TASK STATEMENT:
Your response should be every line from the entries that includes the string "Option".

(Dataset entries)

######

fn test_state() -> AppState {
    let upload = UploadConfig {
        dir: std::env::temp_dir()
            .join(format!("quill-test-{}", Uuid::new_v4()))
            .to_string_lossy()
            .into_owned(),
        max_bytes: 1024 * 1024,
    };
    AppState::in_memory(
        JwtConfig {
            secret: "integration-test-secret".to_string(),
            lifetime: TimeDelta::hours(1),
        },
        &upload,
    )
}

macro_rules! test_app {
    ($state:expr) => {
        test::init_service(
            App::new()
                .app_data(web::Data::new($state.clone()))
                .configure(configure_routes),
        )
        .await
    };
}

async fn register_user<S, B>(app: &S, username: &str, email: &str) -> (String, Uuid)
where
    S: Service<Request, Response = ServiceResponse<B>, Error = actix_web::Error>,
    B: MessageBody,
{
    let req = test::TestRequest::post()
        .uri("/api/auth/register")
        .set_json(json!({
            "username": username,
            "email": email,
            "password": "secret123",
        }))
        .to_request();
    let resp = test::call_service(app, req).await;
    assert_eq!(resp.status(), StatusCode::CREATED);

    let body: Value = test::read_body_json(resp).await;
    assert_eq!(body["status"], "success");
    let token = body["token"].as_str().unwrap().to_string();
    let id = Uuid::parse_str(body["data"]["user"]["id"].as_str().unwrap()).unwrap();
    (token, id)
}

async fn create_post<S, B>(app: &S, token: &str, title: &str) -> Uuid
where
    S: Service<Request, Response = ServiceResponse<B>, Error = actix_web::Error>,
    B: MessageBody,
{
    let req = test::TestRequest::post()
        .uri("/api/posts")
        .insert_header(("Authorization", format!("Bearer {token}")))
        .set_json(json!({
            "title": title,
            "content": "This is my first post.",
            "category": "general",
        }))
        .to_request();
    let resp = test::call_service(app, req).await;
    assert_eq!(resp.status(), StatusCode::CREATED);

    let body: Value = test::read_body_json(resp).await;
    Uuid::parse_str(body["data"]["post"]["id"].as_str().unwrap()).unwrap()
}

/// Insert an admin directly through the state and mint their token.
async fn admin_token(state: &AppState) -> String {
    let mut admin = User::new(
        "moderator".to_string(),
        "moderator@example.com".to_string(),
        state.passwords.hash("adminpass1").unwrap(),
    );
    admin.role = Role::Admin;
    let admin = state.users.insert(admin).await.unwrap();
    state.tokens.issue(admin.id).unwrap()
}

// ---------------------------------------------------------------------------
// Auth

#[actix_web::test]
async fn register_login_me_resolve_the_same_user() {
    let state = test_state();
    let app = test_app!(state);

    let (_, registered_id) = register_user(&app, "alice", "alice@example.com").await;

    let req = test::TestRequest::post()
        .uri("/api/auth/login")
        .set_json(json!({"email": "alice@example.com", "password": "secret123"}))
        .to_request();
    let resp = test::call_service(&app, req).await;
    assert_eq!(resp.status(), StatusCode::OK);
    let body: Value = test::read_body_json(resp).await;
    let token = body["token"].as_str().unwrap();

    let req = test::TestRequest::get()
        .uri("/api/auth/me")
        .insert_header(("Authorization", format!("Bearer {token}")))
        .to_request();
    let resp = test::call_service(&app, req).await;
    assert_eq!(resp.status(), StatusCode::OK);
    let body: Value = test::read_body_json(resp).await;
    assert_eq!(
        body["data"]["user"]["id"].as_str().unwrap(),
        registered_id.to_string()
    );
    assert_eq!(body["data"]["user"]["role"], "user");
    assert_eq!(body["data"]["user"]["avatar"], "");
}

#[actix_web::test]
async fn duplicate_email_or_username_is_rejected() {
    let state = test_state();
    let app = test_app!(state);

    register_user(&app, "alice", "alice@example.com").await;

    // Same email, different username.
    let req = test::TestRequest::post()
        .uri("/api/auth/register")
        .set_json(json!({
            "username": "alice2",
            "email": "alice@example.com",
            "password": "secret123",
        }))
        .to_request();
    let resp = test::call_service(&app, req).await;
    assert_eq!(resp.status(), StatusCode::BAD_REQUEST);
    let body: Value = test::read_body_json(resp).await;
    assert_eq!(body["status"], "error");

    // Same username, different email.
    let req = test::TestRequest::post()
        .uri("/api/auth/register")
        .set_json(json!({
            "username": "alice",
            "email": "alice2@example.com",
            "password": "secret123",
        }))
        .to_request();
    let resp = test::call_service(&app, req).await;
    assert_eq!(resp.status(), StatusCode::BAD_REQUEST);
}

#[actix_web::test]
async fn registration_validates_fields() {
    let state = test_state();
    let app = test_app!(state);

    let req = test::TestRequest::post()
        .uri("/api/auth/register")
        .set_json(json!({
            "username": "al",
            "email": "not-an-email",
            "password": "short",
        }))
        .to_request();
    let resp = test::call_service(&app, req).await;
    assert_eq!(resp.status(), StatusCode::BAD_REQUEST);
    let body: Value = test::read_body_json(resp).await;
    assert_eq!(body["status"], "error");
    assert!(body["message"].as_str().unwrap().contains("Username"));
}

#[actix_web::test]
async fn login_rejects_wrong_credentials_uniformly() {
    let state = test_state();
    let app = test_app!(state);

    register_user(&app, "alice", "alice@example.com").await;

    let wrong_password = test::TestRequest::post()
        .uri("/api/auth/login")
        .set_json(json!({"email": "alice@example.com", "password": "wrongpass"}))
        .to_request();
    let resp = test::call_service(&app, wrong_password).await;
    assert_eq!(resp.status(), StatusCode::UNAUTHORIZED);
    let wrong_pw_body: Value = test::read_body_json(resp).await;

    let unknown_email = test::TestRequest::post()
        .uri("/api/auth/login")
        .set_json(json!({"email": "nobody@example.com", "password": "secret123"}))
        .to_request();
    let resp = test::call_service(&app, unknown_email).await;
    assert_eq!(resp.status(), StatusCode::UNAUTHORIZED);
    let unknown_body: Value = test::read_body_json(resp).await;

    // Neither response reveals which credential was wrong.
    assert_eq!(wrong_pw_body["message"], unknown_body["message"]);
}

#[actix_web::test]
async fn missing_or_garbage_tokens_are_unauthenticated() {
    let state = test_state();
    let app = test_app!(state);

    let req = test::TestRequest::get().uri("/api/auth/me").to_request();
    let resp = test::call_service(&app, req).await;
    assert_eq!(resp.status(), StatusCode::UNAUTHORIZED);

    // Wrong scheme counts as no token at all.
    let req = test::TestRequest::get()
        .uri("/api/auth/me")
        .insert_header(("Authorization", "Basic abc123"))
        .to_request();
    let resp = test::call_service(&app, req).await;
    assert_eq!(resp.status(), StatusCode::UNAUTHORIZED);

    let req = test::TestRequest::get()
        .uri("/api/auth/me")
        .insert_header(("Authorization", "Bearer not-a-real-token"))
        .to_request();
    let resp = test::call_service(&app, req).await;
    assert_eq!(resp.status(), StatusCode::UNAUTHORIZED);
}

#[actix_web::test]
async fn token_of_a_deleted_user_stops_working() {
    let state = test_state();
    let app = test_app!(state);

    let (token, id) = register_user(&app, "ghost", "ghost@example.com").await;
    state.users.delete(id).await.unwrap();

    let req = test::TestRequest::get()
        .uri("/api/auth/me")
        .insert_header(("Authorization", format!("Bearer {token}")))
        .to_request();
    let resp = test::call_service(&app, req).await;
    assert_eq!(resp.status(), StatusCode::UNAUTHORIZED);
}

#[actix_web::test]
async fn role_changes_take_effect_on_the_next_request() {
    let state = test_state();
    let app = test_app!(state);

    let (owner_token, _) = register_user(&app, "alice", "alice@example.com").await;
    let (other_token, other_id) = register_user(&app, "bob", "bob@example.com").await;
    let post_id = create_post(&app, &owner_token, "Hello World").await;

    // Bob cannot delete Alice's post...
    let req = test::TestRequest::delete()
        .uri(&format!("/api/posts/{post_id}"))
        .insert_header(("Authorization", format!("Bearer {other_token}")))
        .to_request();
    let resp = test::call_service(&app, req).await;
    assert_eq!(resp.status(), StatusCode::FORBIDDEN);

    // ...until his stored role changes. Same token, fresh lookup.
    let mut bob = state.users.find_by_id(other_id).await.unwrap().unwrap();
    bob.role = Role::Admin;
    state.users.update(bob).await.unwrap();

    let req = test::TestRequest::delete()
        .uri(&format!("/api/posts/{post_id}"))
        .insert_header(("Authorization", format!("Bearer {other_token}")))
        .to_request();
    let resp = test::call_service(&app, req).await;
    assert_eq!(resp.status(), StatusCode::OK);
}
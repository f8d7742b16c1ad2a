//! # Quill Shared
//!
//! Wire types shared between the server and its clients: request DTOs
//! with field constraints, response DTOs, and the envelope formats.

pub mod dto;
pub mod response;

pub use response::{AuthEnvelope, DataEnvelope, ErrorBody, MessageEnvelope, Pagination};
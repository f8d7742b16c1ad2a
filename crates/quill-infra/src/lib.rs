//! # Quill Infrastructure
//!
//! Concrete implementations of the ports defined in `quill-core`:
//! database repositories, token/password services, and object storage.
//!
//! ## Feature Flags
//!
//! - `full` (default) - All features enabled
//! - `minimal` - No external dependencies, in-memory repositories only
//! - `postgres` - PostgreSQL persistence via SeaORM
//! - `auth` - JWT + Argon2 authentication

pub mod database;
pub mod storage;

#[cfg(feature = "auth")]
pub mod auth;

// Re-exports - In-Memory
pub use database::{MemoryCommentRepository, MemoryPostRepository, MemoryUserRepository};
pub use storage::LocalDiskStorage;

#[cfg(feature = "auth")]
pub use auth::{Argon2PasswordService, JwtConfig, JwtTokenService};

#[cfg(feature = "postgres")]
pub use database::{
    DatabaseConfig, PostgresCommentRepository, PostgresPostRepository, PostgresUserRepository,
    connect,
};
//! Image upload handler.

use actix_web::{HttpRequest, HttpResponse, http::header, web};

use quill_core::ports::ObjectStorage;
use quill_shared::DataEnvelope;
use quill_shared::dto::UploadData;

use crate::middleware::auth::Identity;
use crate::middleware::error::AppResult;
use crate::state::AppState;

/// POST /api/uploads/image - authenticated; raw image body with its
/// content type. Returns the stable reference path to attach to a post
/// as `coverImage`.
pub async fn upload_image(
    state: web::Data<AppState>,
    _identity: Identity,
    req: HttpRequest,
    body: web::Bytes,
) -> AppResult<HttpResponse> {
    let content_type = req
        .headers()
        .get(header::CONTENT_TYPE)
        .and_then(|v| v.to_str().ok())
        .unwrap_or("");

    let path = state.storage.store_image(content_type, &body).await?;

    Ok(HttpResponse::Created().json(DataEnvelope::new(UploadData { path })))
}
//! In-memory repository implementations - used when no database is
//! configured and as the persistence double in tests. Data is lost on
//! process restart.

use std::collections::{HashMap, HashSet};

use async_trait::async_trait;
use tokio::sync::RwLock;
use uuid::Uuid;

use quill_core::domain::{Comment, Post, User};
use quill_core::error::RepoError;
use quill_core::ports::{
    BaseRepository, CommentRepository, PageRequest, PostFilter, PostRepository, UserRepository,
};

/// In-memory user repository. Enforces the same username/email
/// uniqueness the database schema does.
#[derive(Default)]
pub struct MemoryUserRepository {
    users: RwLock<HashMap<Uuid, User>>,
}

impl MemoryUserRepository {
    pub fn new() -> Self {
        Self::default()
    }
}

#[async_trait]
impl BaseRepository<User, Uuid> for MemoryUserRepository {
    async fn find_by_id(&self, id: Uuid) -> Result<Option<User>, RepoError> {
        Ok(self.users.read().await.get(&id).cloned())
    }

    async fn insert(&self, user: User) -> Result<User, RepoError> {
        let mut users = self.users.write().await;
        let taken = users
            .values()
            .any(|u| u.username == user.username || u.email == user.email);
        if taken {
            return Err(RepoError::Constraint("Entity already exists".to_string()));
        }
        users.insert(user.id, user.clone());
        Ok(user)
    }

    async fn update(&self, user: User) -> Result<User, RepoError> {
        let mut users = self.users.write().await;
        if !users.contains_key(&user.id) {
            return Err(RepoError::NotFound);
        }
        users.insert(user.id, user.clone());
        Ok(user)
    }

    async fn delete(&self, id: Uuid) -> Result<(), RepoError> {
        match self.users.write().await.remove(&id) {
            Some(_) => Ok(()),
            None => Err(RepoError::NotFound),
        }
    }
}

#[async_trait]
impl UserRepository for MemoryUserRepository {
    async fn find_by_email(&self, email: &str) -> Result<Option<User>, RepoError> {
        Ok(self
            .users
            .read()
            .await
            .values()
            .find(|u| u.email == email)
            .cloned())
    }

    async fn find_by_username_or_email(
        &self,
        username: &str,
        email: &str,
    ) -> Result<Option<User>, RepoError> {
        Ok(self
            .users
            .read()
            .await
            .values()
            .find(|u| u.username == username || u.email == email)
            .cloned())
    }

    async fn find_by_ids(&self, ids: &[Uuid]) -> Result<Vec<User>, RepoError> {
        let users = self.users.read().await;
        Ok(ids.iter().filter_map(|id| users.get(id).cloned()).collect())
    }
}

/// In-memory post repository.
#[derive(Default)]
pub struct MemoryPostRepository {
    posts: RwLock<HashMap<Uuid, Post>>,
}

impl MemoryPostRepository {
    pub fn new() -> Self {
        Self::default()
    }
}

fn matches(post: &Post, filter: &PostFilter) -> bool {
    filter
        .category
        .as_ref()
        .is_none_or(|category| &post.category == category)
        && filter
            .tag
            .as_ref()
            .is_none_or(|tag| post.tags.iter().any(|t| t == tag))
        && filter.author.is_none_or(|author| post.author == author)
        && filter.status.is_none_or(|status| post.status == status)
}

#[async_trait]
impl BaseRepository<Post, Uuid> for MemoryPostRepository {
    async fn find_by_id(&self, id: Uuid) -> Result<Option<Post>, RepoError> {
        Ok(self.posts.read().await.get(&id).cloned())
    }

    async fn insert(&self, post: Post) -> Result<Post, RepoError> {
        self.posts.write().await.insert(post.id, post.clone());
        Ok(post)
    }

    async fn update(&self, post: Post) -> Result<Post, RepoError> {
        let mut posts = self.posts.write().await;
        if !posts.contains_key(&post.id) {
            return Err(RepoError::NotFound);
        }
        posts.insert(post.id, post.clone());
        Ok(post)
    }

    async fn delete(&self, id: Uuid) -> Result<(), RepoError> {
        match self.posts.write().await.remove(&id) {
            Some(_) => Ok(()),
            None => Err(RepoError::NotFound),
        }
    }
}

#[async_trait]
impl PostRepository for MemoryPostRepository {
    async fn list(&self, filter: &PostFilter, page: PageRequest) -> Result<Vec<Post>, RepoError> {
        let posts = self.posts.read().await;
        let mut matching: Vec<Post> = posts.values().filter(|p| matches(p, filter)).cloned().collect();
        matching.sort_by(|a, b| b.created_at.cmp(&a.created_at));

        Ok(matching
            .into_iter()
            .skip(page.offset() as usize)
            .take(page.limit as usize)
            .collect())
    }

    async fn count(&self, filter: &PostFilter) -> Result<u64, RepoError> {
        let posts = self.posts.read().await;
        Ok(posts.values().filter(|p| matches(p, filter)).count() as u64)
    }
}

/// In-memory comment repository, like sets included.
#[derive(Default)]
pub struct MemoryCommentRepository {
    comments: RwLock<HashMap<Uuid, Comment>>,
    likes: RwLock<HashMap<Uuid, HashSet<Uuid>>>,
}

impl MemoryCommentRepository {
    pub fn new() -> Self {
        Self::default()
    }
}

#[async_trait]
impl BaseRepository<Comment, Uuid> for MemoryCommentRepository {
    async fn find_by_id(&self, id: Uuid) -> Result<Option<Comment>, RepoError> {
        Ok(self.comments.read().await.get(&id).cloned())
    }

    async fn insert(&self, comment: Comment) -> Result<Comment, RepoError> {
        self.comments
            .write()
            .await
            .insert(comment.id, comment.clone());
        Ok(comment)
    }

    async fn update(&self, comment: Comment) -> Result<Comment, RepoError> {
        let mut comments = self.comments.write().await;
        if !comments.contains_key(&comment.id) {
            return Err(RepoError::NotFound);
        }
        comments.insert(comment.id, comment.clone());
        Ok(comment)
    }

    async fn delete(&self, id: Uuid) -> Result<(), RepoError> {
        let removed = self.comments.write().await.remove(&id);
        // Like rows go with the comment, as the schema's cascade does.
        self.likes.write().await.remove(&id);
        match removed {
            Some(_) => Ok(()),
            None => Err(RepoError::NotFound),
        }
    }
}

#[async_trait]
impl CommentRepository for MemoryCommentRepository {
    async fn find_by_post(
        &self,
        post_id: Uuid,
        page: PageRequest,
    ) -> Result<Vec<Comment>, RepoError> {
        let comments = self.comments.read().await;
        let mut matching: Vec<Comment> = comments
            .values()
            .filter(|c| c.post == post_id)
            .cloned()
            .collect();
        matching.sort_by(|a, b| b.created_at.cmp(&a.created_at));

        Ok(matching
            .into_iter()
            .skip(page.offset() as usize)
            .take(page.limit as usize)
            .collect())
    }

    async fn count_by_post(&self, post_id: Uuid) -> Result<u64, RepoError> {
        let comments = self.comments.read().await;
        Ok(comments.values().filter(|c| c.post == post_id).count() as u64)
    }

    async fn likes(&self, comment_id: Uuid) -> Result<Vec<Uuid>, RepoError> {
        Ok(self
            .likes
            .read()
            .await
            .get(&comment_id)
            .map(|set| set.iter().copied().collect())
            .unwrap_or_default())
    }

    async fn likes_for(
        &self,
        comment_ids: &[Uuid],
    ) -> Result<HashMap<Uuid, Vec<Uuid>>, RepoError> {
        let likes = self.likes.read().await;
        Ok(comment_ids
            .iter()
            .filter_map(|id| {
                likes
                    .get(id)
                    .map(|set| (*id, set.iter().copied().collect()))
            })
            .collect())
    }

    async fn set_liked(
        &self,
        comment_id: Uuid,
        user_id: Uuid,
        liked: bool,
    ) -> Result<(), RepoError> {
        let mut likes = self.likes.write().await;
        let set = likes.entry(comment_id).or_default();
        if liked {
            set.insert(user_id);
        } else {
            set.remove(&user_id);
        }
        Ok(())
    }
}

######

WRITTEN SOLUTION:
    async fn find_by_id(&self, id: Uuid) -> Result<Option<User>, RepoError> {
    async fn find_by_email(&self, email: &str) -> Result<Option<User>, RepoError> {
    ) -> Result<Option<User>, RepoError> {
    async fn find_by_id(&self, id: Uuid) -> Result<Option<Post>, RepoError> {
    async fn find_by_id(&self, id: Uuid) -> Result<Option<Comment>, RepoError> {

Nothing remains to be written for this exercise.